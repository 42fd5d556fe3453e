//! # Rate Book
//!
//! Production and coverage rates used whenever a surface or prep item does not
//! carry its own override. The built-in book reflects typical residential
//! repaint numbers; a shop can load a partial override from configuration and
//! inject it into an [`Estimator`](crate::estimate::Estimator).
//!
//! ## Built-in Tables
//!
//! | Category                      | roll | spray |
//! |-------------------------------|------|-------|
//! | finish coverage (sqft/gal)    | 350  | 275   |
//! | primer coverage (sqft/gal)    | 300  | 250   |
//! | production: walls (sqft/hr)   | 175  | 240   |
//! | production: ceiling (sqft/hr) | 150  | 220   |
//! | production: trim (lf/hr)      | 60   | 80    |
//! | production: door (sqft/hr)    | 45   | 55    |
//!
//! Prep work has its own defaults, see [`PrepRates`].

use serde::{Deserialize, Serialize};

use crate::errors::{CalcResult, EstimateError};
use crate::estimate::surface::{ApplicationMethod, SurfaceKind};

/// A rate that depends on how paint is applied.
#[derive(Debug, Clone, Copy, PartialEq, Serialize, Deserialize)]
pub struct MethodRates {
    pub roll: f64,
    pub spray: f64,
}

impl MethodRates {
    pub const fn new(roll: f64, spray: f64) -> Self {
        MethodRates { roll, spray }
    }

    /// Look up the rate for an application method
    pub fn get(&self, method: ApplicationMethod) -> f64 {
        match method {
            ApplicationMethod::Roll => self.roll,
            ApplicationMethod::Spray => self.spray,
        }
    }
}

/// Default throughput for prep tasks.
#[derive(Debug, Clone, Copy, PartialEq, Serialize, Deserialize)]
#[serde(default)]
pub struct PrepRates {
    /// Minutes per small patch
    pub minor_patch_minutes: f64,
    /// Large patching, sqft/hr
    pub major_patch_rate: f64,
    /// Caulking, lf/hr
    pub caulk_rate: f64,
    /// Masking / taping, lf/hr
    pub masking_rate: f64,
    /// Floor protection / plastic sheeting, sqft/hr
    pub floor_protection_rate: f64,
    /// Minutes per spot-primed repair
    pub spot_prime_minutes: f64,
}

impl PrepRates {
    pub const BUILT_IN: PrepRates = PrepRates {
        minor_patch_minutes: 7.0,
        major_patch_rate: 50.0,
        caulk_rate: 120.0,
        masking_rate: 200.0,
        floor_protection_rate: 400.0,
        spot_prime_minutes: 5.0,
    };
}

impl Default for PrepRates {
    fn default() -> Self {
        PrepRates::BUILT_IN
    }
}

/// Immutable rate lookup shared by every estimate computation.
///
/// Deserializes with every field optional, down to the individual roll/spray
/// entry, so configuration files only need to name the rates they change.
/// Anything left out keeps its built-in value:
///
/// ```rust
/// use estimate_core::rates::RateBook;
///
/// let book: RateBook = serde_json::from_str(r#"{ "walls": { "roll": 180.0 } }"#).unwrap();
/// assert_eq!(book.walls.roll, 180.0);
/// assert_eq!(book.walls.spray, 240.0);
/// assert_eq!(book.ceiling.roll, 150.0);
/// ```
#[derive(Debug, Clone, Copy, PartialEq, Serialize, Deserialize)]
#[serde(from = "RateBookOverrides")]
pub struct RateBook {
    /// Finish coat coverage, sqft/gal
    pub finish_coverage: MethodRates,
    /// Primer coverage, sqft/gal
    pub primer_coverage: MethodRates,
    /// Wall production, sqft/hr
    pub walls: MethodRates,
    /// Ceiling production, sqft/hr
    pub ceiling: MethodRates,
    /// Trim production, lf/hr
    pub trim: MethodRates,
    /// Door production, sqft/hr
    pub door: MethodRates,
    /// Production for surface types the book doesn't know, sqft/hr
    pub fallback_production: f64,
    /// Paintable area of one side of a standard door
    pub door_sqft_per_side: f64,
    pub prep: PrepRates,
}

impl RateBook {
    pub const BUILT_IN: RateBook = RateBook {
        finish_coverage: MethodRates::new(350.0, 275.0),
        primer_coverage: MethodRates::new(300.0, 250.0),
        walls: MethodRates::new(175.0, 240.0),
        ceiling: MethodRates::new(150.0, 220.0),
        trim: MethodRates::new(60.0, 80.0),
        door: MethodRates::new(45.0, 55.0),
        fallback_production: 150.0,
        door_sqft_per_side: 21.0,
        prep: PrepRates::BUILT_IN,
    };

    /// Production rate for a surface type and application method.
    ///
    /// ```rust
    /// use estimate_core::rates::RateBook;
    /// use estimate_core::estimate::surface::{ApplicationMethod, SurfaceKind};
    ///
    /// let book = RateBook::default();
    /// assert_eq!(book.production_rate(&SurfaceKind::Walls, ApplicationMethod::Spray), 240.0);
    /// let deck = SurfaceKind::Other("deck".into());
    /// assert_eq!(book.production_rate(&deck, ApplicationMethod::Roll), 150.0);
    /// ```
    pub fn production_rate(&self, kind: &SurfaceKind, method: ApplicationMethod) -> f64 {
        match kind {
            SurfaceKind::Walls => self.walls.get(method),
            SurfaceKind::Ceiling => self.ceiling.get(method),
            SurfaceKind::Trim => self.trim.get(method),
            SurfaceKind::Door => self.door.get(method),
            SurfaceKind::Other(_) => self.fallback_production,
        }
    }

    /// Finish coverage for an application method, sqft/gal
    pub fn finish_coverage(&self, method: ApplicationMethod) -> f64 {
        self.finish_coverage.get(method)
    }

    /// Primer coverage for an application method, sqft/gal
    pub fn primer_coverage(&self, method: ApplicationMethod) -> f64 {
        self.primer_coverage.get(method)
    }

    /// Reject rates that would divide by zero or produce nonsense.
    pub fn validate(&self) -> CalcResult<()> {
        let method_tables = [
            ("finish_coverage", &self.finish_coverage),
            ("primer_coverage", &self.primer_coverage),
            ("walls", &self.walls),
            ("ceiling", &self.ceiling),
            ("trim", &self.trim),
            ("door", &self.door),
        ];
        for (name, rates) in method_tables {
            check_positive(&format!("rates.{name}.roll"), rates.roll)?;
            check_positive(&format!("rates.{name}.spray"), rates.spray)?;
        }

        check_positive("rates.fallback_production", self.fallback_production)?;
        check_positive("rates.door_sqft_per_side", self.door_sqft_per_side)?;

        let prep = &self.prep;
        check_positive("rates.prep.minor_patch_minutes", prep.minor_patch_minutes)?;
        check_positive("rates.prep.major_patch_rate", prep.major_patch_rate)?;
        check_positive("rates.prep.caulk_rate", prep.caulk_rate)?;
        check_positive("rates.prep.masking_rate", prep.masking_rate)?;
        check_positive("rates.prep.floor_protection_rate", prep.floor_protection_rate)?;
        check_positive("rates.prep.spot_prime_minutes", prep.spot_prime_minutes)?;
        Ok(())
    }
}

impl Default for RateBook {
    fn default() -> Self {
        RateBook::BUILT_IN
    }
}

/// Wire form of a partial [`MethodRates`].
#[derive(Debug, Clone, Copy, Default, Deserialize)]
#[serde(default)]
struct MethodOverrides {
    roll: Option<f64>,
    spray: Option<f64>,
}

impl MethodOverrides {
    fn over(self, base: MethodRates) -> MethodRates {
        MethodRates {
            roll: self.roll.unwrap_or(base.roll),
            spray: self.spray.unwrap_or(base.spray),
        }
    }
}

/// Wire form of a partial [`RateBook`].
#[derive(Debug, Clone, Copy, Default, Deserialize)]
#[serde(default)]
struct RateBookOverrides {
    finish_coverage: MethodOverrides,
    primer_coverage: MethodOverrides,
    walls: MethodOverrides,
    ceiling: MethodOverrides,
    trim: MethodOverrides,
    door: MethodOverrides,
    fallback_production: Option<f64>,
    door_sqft_per_side: Option<f64>,
    prep: PrepRates,
}

impl From<RateBookOverrides> for RateBook {
    fn from(o: RateBookOverrides) -> Self {
        let base = RateBook::BUILT_IN;
        RateBook {
            finish_coverage: o.finish_coverage.over(base.finish_coverage),
            primer_coverage: o.primer_coverage.over(base.primer_coverage),
            walls: o.walls.over(base.walls),
            ceiling: o.ceiling.over(base.ceiling),
            trim: o.trim.over(base.trim),
            door: o.door.over(base.door),
            fallback_production: o.fallback_production.unwrap_or(base.fallback_production),
            door_sqft_per_side: o.door_sqft_per_side.unwrap_or(base.door_sqft_per_side),
            prep: o.prep,
        }
    }
}

fn check_positive(field: &str, value: f64) -> CalcResult<()> {
    if value.is_finite() && value > 0.0 {
        Ok(())
    } else {
        Err(EstimateError::invalid_input(
            field,
            value.to_string(),
            "Rate must be a positive number",
        ))
    }
}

────────

- What to work on -
Set down the lines above as they stand, starting with the first line and ending with the line that contains "finish coverage (sqft/gal)".

- Solution below -
repository 42fd5d556fe3453e
//! # Rate Book
//!
//! Production and coverage rates used whenever a surface or prep item does not
//! carry its own override. The built-in book reflects typical residential
//! repaint numbers; a shop can load a partial override from configuration and
//! inject it into an [`Estimator`](crate::estimate::Estimator).
//!
//! ## Built-in Tables
//!
//! | Category                      | roll | spray |
//! |-------------------------------|------|-------|
//! | finish coverage (sqft/gal)    | 350  | 275   |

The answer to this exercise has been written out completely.